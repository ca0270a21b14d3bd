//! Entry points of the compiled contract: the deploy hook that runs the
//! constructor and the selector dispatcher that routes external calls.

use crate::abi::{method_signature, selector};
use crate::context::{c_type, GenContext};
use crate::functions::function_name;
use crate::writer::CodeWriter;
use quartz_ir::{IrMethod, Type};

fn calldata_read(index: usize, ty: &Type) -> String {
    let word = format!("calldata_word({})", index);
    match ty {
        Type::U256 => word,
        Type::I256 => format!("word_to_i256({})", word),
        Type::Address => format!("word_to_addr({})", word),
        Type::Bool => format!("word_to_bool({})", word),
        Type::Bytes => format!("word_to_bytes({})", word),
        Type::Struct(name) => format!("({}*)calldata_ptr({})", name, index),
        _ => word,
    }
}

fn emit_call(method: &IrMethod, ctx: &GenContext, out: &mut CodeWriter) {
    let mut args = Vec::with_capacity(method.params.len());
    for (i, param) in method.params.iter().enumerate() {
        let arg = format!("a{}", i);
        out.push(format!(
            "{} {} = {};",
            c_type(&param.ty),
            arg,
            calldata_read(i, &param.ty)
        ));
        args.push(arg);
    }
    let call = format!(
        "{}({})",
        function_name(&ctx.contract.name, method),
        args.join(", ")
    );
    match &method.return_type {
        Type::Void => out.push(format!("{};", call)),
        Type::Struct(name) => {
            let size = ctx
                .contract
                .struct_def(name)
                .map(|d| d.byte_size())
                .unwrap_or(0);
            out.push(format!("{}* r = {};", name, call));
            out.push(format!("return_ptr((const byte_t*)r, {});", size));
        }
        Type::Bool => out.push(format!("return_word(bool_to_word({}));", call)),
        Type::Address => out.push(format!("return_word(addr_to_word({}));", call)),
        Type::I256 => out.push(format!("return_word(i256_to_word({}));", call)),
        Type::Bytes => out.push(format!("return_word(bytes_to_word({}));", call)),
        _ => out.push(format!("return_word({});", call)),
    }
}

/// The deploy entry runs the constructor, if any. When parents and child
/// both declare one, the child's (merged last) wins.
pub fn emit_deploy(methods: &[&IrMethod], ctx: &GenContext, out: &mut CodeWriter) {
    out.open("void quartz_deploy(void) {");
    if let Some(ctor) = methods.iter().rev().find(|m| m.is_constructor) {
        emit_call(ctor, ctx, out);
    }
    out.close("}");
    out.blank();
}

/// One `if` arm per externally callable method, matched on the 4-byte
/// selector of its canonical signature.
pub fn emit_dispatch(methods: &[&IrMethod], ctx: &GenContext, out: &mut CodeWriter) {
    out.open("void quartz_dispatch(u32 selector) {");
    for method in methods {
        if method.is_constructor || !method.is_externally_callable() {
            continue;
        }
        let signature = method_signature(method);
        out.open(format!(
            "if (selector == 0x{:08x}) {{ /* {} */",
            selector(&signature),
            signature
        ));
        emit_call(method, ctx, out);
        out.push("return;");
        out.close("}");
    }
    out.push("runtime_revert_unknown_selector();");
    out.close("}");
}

:::

DIRECTIONS: From the records above, copy only the lines starting with the line that holds "calldata_read(i, &param.ty)" and going on through the line that holds "its canonical signature.", exactly as written.

FINISHED TASK:
            calldata_read(i, &param.ty)
        ));
        args.push(arg);
    }
    let call = format!(
        "{}({})",
        function_name(&ctx.contract.name, method),
        args.join(", ")
    );
    match &method.return_type {
        Type::Void => out.push(format!("{};", call)),
        Type::Struct(name) => {
            let size = ctx
                .contract
                .struct_def(name)
                .map(|d| d.byte_size())
                .unwrap_or(0);
            out.push(format!("{}* r = {};", name, call));
            out.push(format!("return_ptr((const byte_t*)r, {});", size));
        }
        Type::Bool => out.push(format!("return_word(bool_to_word({}));", call)),
        Type::Address => out.push(format!("return_word(addr_to_word({}));", call)),
        Type::I256 => out.push(format!("return_word(i256_to_word({}));", call)),
        Type::Bytes => out.push(format!("return_word(bytes_to_word({}));", call)),
        _ => out.push(format!("return_word({});", call)),
    }
}

/// The deploy entry runs the constructor, if any. When parents and child
/// both declare one, the child's (merged last) wins.
pub fn emit_deploy(methods: &[&IrMethod], ctx: &GenContext, out: &mut CodeWriter) {
    out.open("void quartz_deploy(void) {");
    if let Some(ctor) = methods.iter().rev().find(|m| m.is_constructor) {
        emit_call(ctor, ctx, out);
    }
    out.close("}");
    out.blank();
}

/// One `if` arm per externally callable method, matched on the 4-byte
/// selector of its canonical signature.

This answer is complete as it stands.